I think I’m using the wrong word here. Because Ray Rice clearly is not a man. A man doesn’t hit a woman, or a child, or an animal, or for that matter, another man.
Some might consider Ray Rice an animal, but I won’t accept that either. An animal might attack another animal, but generally speaking it is in the course of hunting for food, to protect itself, a mate or babies, or because the attacking animal is sick. Not only should Rice have lost his job, he should be in jail.
I think people are having a hard time understanding why Janay went on to marry Rice, and the statement she released Tuesday. I’ve noticed that people are condemning her, accusing her of considering money and fame more important than her own safety and that of her children. Until you’ve walked a mile in her shoes, I feel, you have no right to judge her. It’s easy to say, "I would never put up with that." It’s easy to say, "I’d pack my things and go" or, "I’d put him in jail."
According to the National Coalition Against Domestic Violence, it is estimated that one in four women and one in seven men will experience domestic violence in their lifetimes. Most instances of intimate partner violence are never reported.
One report states that on average, an abused woman or man leaves the relationship seven times before leaving for good. According to research conducted by the U.S. Department of Justice, leaving an abusive relationship increases a victim’s risk of death by 75 percent.
These statistics bring to light the sad reality that we need sanctuaries like Alameda’s Midway Shelter.
The website The National Network To End Domestic Violence (www.nnedv.org) makes an important point: rather than ask why the victim stays with an abuser, ask why the abuser abuses. What is happening to Janay right now is also abuse. Having suffered injury at the hands of a loved one, she has been further injured by having the video of that horrible ordeal broadcast worldwide and being mocked by strangers who have no knowledge of who she is or what she is going through.

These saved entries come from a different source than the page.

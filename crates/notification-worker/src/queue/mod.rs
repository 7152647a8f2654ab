//! 分发队列
//!
//! 桥接消费者按渠道入队，各渠道工作池租约式取出任务。任务在被确认
//! （完成、重试或失败）之前一直归队列所有；持有租约的进程崩溃后，
//! 租约超时的任务会重新回到等待队列。
//!
//! 每次租用生成新的租约令牌。处理中的任务定期续约；确认时令牌不匹配
//! （租约已超时并被重新租出）则确认不生效，不会影响新的持有者。

pub mod memory;
pub mod redis_queue;

use std::time::Duration;

use async_trait::async_trait;
use notify_shared::config::QueueConfig;
use notify_shared::error::Result;
use notify_shared::events::{Channel, NotificationCreatedEvent};
use notify_shared::models::{Content, Recipient};
use notify_shared::retry::RetryPolicy;
use serde::{Deserialize, Serialize};
use uuid::Uuid;

pub use memory::InMemoryDispatchQueue;
pub use redis_queue::RedisDispatchQueue;

/// 单条通知的分发任务
#[derive(Debug, Clone, PartialEq, Serialize, Deserialize)]
#[serde(rename_all = "camelCase")]
pub struct DispatchJob {
    pub notification_id: Uuid,
    pub client_id: Uuid,
    pub channel: Channel,
    pub recipient: Recipient,
    pub content: Content,
    /// 当前是第几次投递，从 1 开始
    pub attempt: u32,
}

impl DispatchJob {
    pub fn from_event(event: &NotificationCreatedEvent) -> Self {
        Self {
            notification_id: event.id,
            client_id: event.client_id,
            channel: event.channel,
            recipient: event.recipient.clone(),
            content: event.content.clone(),
            attempt: 1,
        }
    }

    /// 任务 id 即通知 id，同一通知同时最多只有一个存活任务
    pub fn job_id(&self) -> String {
        self.notification_id.to_string()
    }
}

/// 入队参数
#[derive(Debug, Clone, PartialEq)]
pub struct JobOptions {
    pub max_attempts: u32,
    pub backoff: RetryPolicy,
}

impl Default for JobOptions {
    fn default() -> Self {
        Self::from_config(&QueueConfig::default())
    }
}

impl JobOptions {
    pub fn from_config(config: &QueueConfig) -> Self {
        Self {
            max_attempts: config.max_attempts,
            backoff: RetryPolicy::exponential(
                config.max_attempts,
                Duration::from_millis(config.backoff_delay_ms),
            ),
        }
    }
}

/// 已租出的任务
///
/// 工作池必须用同一个 LeasedJob 调用 complete / retry_or_fail / fail 之一。
#[derive(Debug, Clone, PartialEq)]
pub struct LeasedJob {
    pub job: DispatchJob,
    pub options: JobOptions,
    /// 本次租约的令牌，续约与确认都以它为准
    pub lease_token: String,
}

impl LeasedJob {
    pub fn id(&self) -> String {
        self.job.job_id()
    }

    /// 本次失败之后的去向
    pub fn next_disposition(&self) -> FailDisposition {
        if self.options.backoff.should_retry(self.job.attempt) {
            FailDisposition::Retrying {
                attempt: self.job.attempt + 1,
                delay: self.options.backoff.backoff_after(self.job.attempt),
            }
        } else {
            FailDisposition::Exhausted
        }
    }
}

/// retry_or_fail 的结果
#[derive(Debug, Clone, Copy, PartialEq, Eq)]
pub enum FailDisposition {
    /// 已放入延迟集合，`delay` 后以第 `attempt` 次投递重新可见
    Retrying { attempt: u32, delay: Duration },
    /// 投递次数耗尽，进入失败集合
    Exhausted,
    /// 租约已不属于调用方，确认未生效
    LeaseLost,
}

pub(crate) fn new_lease_token() -> String {
    Uuid::new_v4().simple().to_string()
}

/// 队列中任务的持久化形态
#[derive(Debug, Clone, Serialize, Deserialize)]
#[serde(rename_all = "camelCase")]
pub(crate) struct StoredJob {
    pub job: DispatchJob,
    pub max_attempts: u32,
    pub backoff_delay_ms: u64,
    #[serde(default, skip_serializing_if = "Option::is_none")]
    pub last_error: Option<String>,
}

impl StoredJob {
    pub fn new(job: DispatchJob, options: &JobOptions) -> Self {
        Self {
            job,
            max_attempts: options.max_attempts,
            backoff_delay_ms: options.backoff.initial_delay.as_millis() as u64,
            last_error: None,
        }
    }

    pub fn into_leased(self, lease_token: String) -> LeasedJob {
        LeasedJob {
            lease_token,
            options: JobOptions {
                max_attempts: self.max_attempts,
                backoff: RetryPolicy::exponential(
                    self.max_attempts,
                    Duration::from_millis(self.backoff_delay_ms),
                ),
            },
            job: self.job,
        }
    }
}

/// 完成/失败任务的保留策略
#[derive(Debug, Clone, Copy, PartialEq, Eq)]
pub struct Retention {
    pub completed_age: Duration,
    pub completed_count: usize,
    pub failed_age: Duration,
}

impl Retention {
    pub fn from_config(config: &QueueConfig) -> Self {
        Self {
            completed_age: Duration::from_secs(config.completed_retention_secs),
            completed_count: config.completed_retention_count as usize,
            failed_age: Duration::from_secs(config.failed_retention_secs),
        }
    }
}

impl Default for Retention {
    fn default() -> Self {
        Self::from_config(&QueueConfig::default())
    }
}

/// 分发队列接口
#[async_trait]
pub trait DispatchQueue: Send + Sync {
    /// 入队；同 id 的任务已存在时不重复入队，返回 false
    async fn enqueue(&self, job: DispatchJob, options: JobOptions) -> Result<bool>;

    /// 取出该渠道下一个可执行的任务并加租约
    async fn lease(&self, channel: Channel) -> Result<Option<LeasedJob>>;

    /// 租约时长，处理中的任务需要在到期前续约
    fn lease_timeout(&self) -> Duration;

    /// 续约；租约已不属于调用方时返回 false
    async fn extend_lease(&self, job: &LeasedJob) -> Result<bool>;

    /// 成功或跳过，移入完成集合；租约已不属于调用方时不做任何修改并返回 false
    async fn complete(&self, job: &LeasedJob) -> Result<bool>;

    /// 可重试失败：未达上限则延迟重投，否则移入失败集合
    async fn retry_or_fail(&self, job: &LeasedJob, error: &str) -> Result<FailDisposition>;

    /// 不可重试失败，直接移入失败集合；租约已不属于调用方时返回 false
    async fn fail(&self, job: &LeasedJob, error: &str) -> Result<bool>;
}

This is a woman who deserves compassion and privacy. The public humiliation and the loss of her husband’s employment cannot be helping her situation in any way. It is making what is already a volatile situation gravely dangerous.
There has been a disturbing trend in the media and on social networks of late to shame victims. In many cases the situations have escalated and resulted in death, self-inflicted and otherwise. It’s time for it to stop.
Carrie Beavers is the Marketing and Operations Manager at the Alameda Sun.